_DATASET_:
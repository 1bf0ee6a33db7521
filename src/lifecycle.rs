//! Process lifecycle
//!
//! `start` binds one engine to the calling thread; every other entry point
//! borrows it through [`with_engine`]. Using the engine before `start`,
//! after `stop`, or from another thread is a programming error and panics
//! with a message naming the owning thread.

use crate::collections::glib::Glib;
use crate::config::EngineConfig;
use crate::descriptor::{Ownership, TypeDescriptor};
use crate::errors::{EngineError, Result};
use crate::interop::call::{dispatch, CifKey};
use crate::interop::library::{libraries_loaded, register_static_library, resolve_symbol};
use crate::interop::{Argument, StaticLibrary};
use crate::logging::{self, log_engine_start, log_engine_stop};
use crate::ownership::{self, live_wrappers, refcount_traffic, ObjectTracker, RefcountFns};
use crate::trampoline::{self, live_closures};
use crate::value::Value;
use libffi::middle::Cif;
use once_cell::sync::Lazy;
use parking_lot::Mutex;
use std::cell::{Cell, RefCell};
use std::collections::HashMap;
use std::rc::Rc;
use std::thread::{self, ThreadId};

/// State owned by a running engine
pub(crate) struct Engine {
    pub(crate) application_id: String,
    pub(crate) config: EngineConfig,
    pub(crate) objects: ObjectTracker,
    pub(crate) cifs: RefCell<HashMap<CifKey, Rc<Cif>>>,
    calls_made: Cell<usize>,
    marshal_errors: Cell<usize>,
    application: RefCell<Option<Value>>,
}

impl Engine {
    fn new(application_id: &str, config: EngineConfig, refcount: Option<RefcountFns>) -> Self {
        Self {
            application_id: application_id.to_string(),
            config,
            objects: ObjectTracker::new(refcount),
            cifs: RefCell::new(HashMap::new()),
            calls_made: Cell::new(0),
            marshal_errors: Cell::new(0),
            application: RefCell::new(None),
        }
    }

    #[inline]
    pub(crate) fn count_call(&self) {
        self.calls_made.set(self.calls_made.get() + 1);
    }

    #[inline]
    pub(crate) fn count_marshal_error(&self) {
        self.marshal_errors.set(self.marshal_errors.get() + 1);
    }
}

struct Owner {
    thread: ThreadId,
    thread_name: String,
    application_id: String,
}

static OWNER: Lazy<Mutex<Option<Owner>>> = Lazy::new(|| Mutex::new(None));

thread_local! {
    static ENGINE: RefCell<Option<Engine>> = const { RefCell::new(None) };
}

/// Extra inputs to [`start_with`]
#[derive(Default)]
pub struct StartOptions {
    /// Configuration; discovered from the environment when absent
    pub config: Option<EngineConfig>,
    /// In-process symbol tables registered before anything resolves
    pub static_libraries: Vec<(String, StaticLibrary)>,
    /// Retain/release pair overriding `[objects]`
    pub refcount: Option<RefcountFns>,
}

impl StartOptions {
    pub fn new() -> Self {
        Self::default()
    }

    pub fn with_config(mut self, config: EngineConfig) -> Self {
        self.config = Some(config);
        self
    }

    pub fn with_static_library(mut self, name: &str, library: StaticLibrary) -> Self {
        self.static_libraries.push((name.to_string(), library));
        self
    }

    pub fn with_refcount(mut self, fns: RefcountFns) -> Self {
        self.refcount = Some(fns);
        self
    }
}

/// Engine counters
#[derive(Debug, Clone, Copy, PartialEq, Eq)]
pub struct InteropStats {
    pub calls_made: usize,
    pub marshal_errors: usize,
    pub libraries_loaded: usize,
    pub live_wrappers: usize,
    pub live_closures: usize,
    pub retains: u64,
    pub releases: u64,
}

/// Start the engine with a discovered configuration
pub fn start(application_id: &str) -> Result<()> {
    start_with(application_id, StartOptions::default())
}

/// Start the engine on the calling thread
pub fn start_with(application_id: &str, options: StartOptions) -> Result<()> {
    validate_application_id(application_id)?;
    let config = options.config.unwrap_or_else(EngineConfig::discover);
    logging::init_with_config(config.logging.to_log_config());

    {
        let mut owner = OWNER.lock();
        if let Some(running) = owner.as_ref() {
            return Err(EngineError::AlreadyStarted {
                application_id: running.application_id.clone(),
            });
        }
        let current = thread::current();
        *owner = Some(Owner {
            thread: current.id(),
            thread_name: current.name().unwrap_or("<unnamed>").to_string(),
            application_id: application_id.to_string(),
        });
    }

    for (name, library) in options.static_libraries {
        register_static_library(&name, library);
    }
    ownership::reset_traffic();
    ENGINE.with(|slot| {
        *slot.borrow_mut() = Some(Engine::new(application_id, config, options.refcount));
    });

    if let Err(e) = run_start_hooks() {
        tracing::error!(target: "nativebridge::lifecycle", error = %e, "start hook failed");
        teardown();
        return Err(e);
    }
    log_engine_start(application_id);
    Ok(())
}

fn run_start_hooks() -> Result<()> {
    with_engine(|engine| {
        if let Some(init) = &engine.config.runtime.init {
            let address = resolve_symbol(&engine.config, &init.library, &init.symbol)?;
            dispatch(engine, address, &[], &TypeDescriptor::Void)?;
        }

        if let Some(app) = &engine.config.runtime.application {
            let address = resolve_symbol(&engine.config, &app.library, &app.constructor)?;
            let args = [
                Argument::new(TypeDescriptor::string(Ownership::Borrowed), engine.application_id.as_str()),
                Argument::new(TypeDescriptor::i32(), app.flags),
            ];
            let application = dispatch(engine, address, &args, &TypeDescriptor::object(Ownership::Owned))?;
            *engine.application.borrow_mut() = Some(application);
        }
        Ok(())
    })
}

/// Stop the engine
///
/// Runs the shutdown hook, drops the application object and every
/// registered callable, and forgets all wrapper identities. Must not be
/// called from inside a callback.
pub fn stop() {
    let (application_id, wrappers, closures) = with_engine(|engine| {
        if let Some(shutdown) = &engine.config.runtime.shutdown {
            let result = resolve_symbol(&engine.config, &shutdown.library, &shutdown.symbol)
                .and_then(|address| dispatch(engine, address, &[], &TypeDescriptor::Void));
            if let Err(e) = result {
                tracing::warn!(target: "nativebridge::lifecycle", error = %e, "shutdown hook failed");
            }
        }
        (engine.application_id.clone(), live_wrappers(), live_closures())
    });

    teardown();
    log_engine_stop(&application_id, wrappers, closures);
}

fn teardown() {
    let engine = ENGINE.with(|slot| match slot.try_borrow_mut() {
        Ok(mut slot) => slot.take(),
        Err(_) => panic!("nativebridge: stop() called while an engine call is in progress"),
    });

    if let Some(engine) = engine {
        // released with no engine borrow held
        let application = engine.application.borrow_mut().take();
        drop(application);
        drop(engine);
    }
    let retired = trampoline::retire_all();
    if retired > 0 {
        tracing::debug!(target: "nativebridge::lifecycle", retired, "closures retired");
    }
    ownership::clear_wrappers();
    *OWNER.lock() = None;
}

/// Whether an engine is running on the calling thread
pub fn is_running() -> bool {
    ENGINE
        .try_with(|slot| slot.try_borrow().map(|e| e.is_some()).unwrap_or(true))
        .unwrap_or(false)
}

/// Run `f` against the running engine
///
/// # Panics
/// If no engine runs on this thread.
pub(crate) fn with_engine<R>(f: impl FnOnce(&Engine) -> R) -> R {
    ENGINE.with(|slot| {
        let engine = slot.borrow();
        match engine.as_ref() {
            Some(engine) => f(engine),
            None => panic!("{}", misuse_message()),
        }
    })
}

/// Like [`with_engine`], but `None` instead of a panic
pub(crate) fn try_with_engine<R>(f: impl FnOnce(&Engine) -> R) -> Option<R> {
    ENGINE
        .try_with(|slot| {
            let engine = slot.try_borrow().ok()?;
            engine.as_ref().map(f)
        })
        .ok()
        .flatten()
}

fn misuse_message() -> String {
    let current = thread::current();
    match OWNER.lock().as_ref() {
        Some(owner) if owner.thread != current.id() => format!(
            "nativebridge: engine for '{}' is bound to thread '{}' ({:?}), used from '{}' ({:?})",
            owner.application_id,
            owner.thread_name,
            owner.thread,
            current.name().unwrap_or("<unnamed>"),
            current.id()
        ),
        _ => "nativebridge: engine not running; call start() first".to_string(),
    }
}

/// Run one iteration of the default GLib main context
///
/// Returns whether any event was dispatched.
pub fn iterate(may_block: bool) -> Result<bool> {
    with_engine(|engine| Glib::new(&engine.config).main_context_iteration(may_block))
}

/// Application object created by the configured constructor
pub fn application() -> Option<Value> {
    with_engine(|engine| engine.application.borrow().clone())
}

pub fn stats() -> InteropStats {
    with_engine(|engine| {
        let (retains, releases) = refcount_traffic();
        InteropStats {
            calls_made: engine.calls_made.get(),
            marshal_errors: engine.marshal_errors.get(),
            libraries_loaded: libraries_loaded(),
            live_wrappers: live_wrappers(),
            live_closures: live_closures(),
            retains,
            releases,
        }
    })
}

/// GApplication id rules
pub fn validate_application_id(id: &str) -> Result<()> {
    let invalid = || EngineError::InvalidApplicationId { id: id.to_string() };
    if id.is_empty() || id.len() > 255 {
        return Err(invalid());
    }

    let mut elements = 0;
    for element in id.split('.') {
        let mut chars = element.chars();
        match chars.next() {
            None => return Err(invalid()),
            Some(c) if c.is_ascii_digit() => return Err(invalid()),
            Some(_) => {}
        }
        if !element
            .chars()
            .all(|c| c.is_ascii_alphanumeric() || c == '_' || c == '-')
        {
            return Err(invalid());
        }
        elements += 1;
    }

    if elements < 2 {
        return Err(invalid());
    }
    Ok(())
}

_WHAT TO WORK ON_: Please say how many lines in the records above contain the word "args", and give only that number.

_WRITTEN SOLUTION_: 2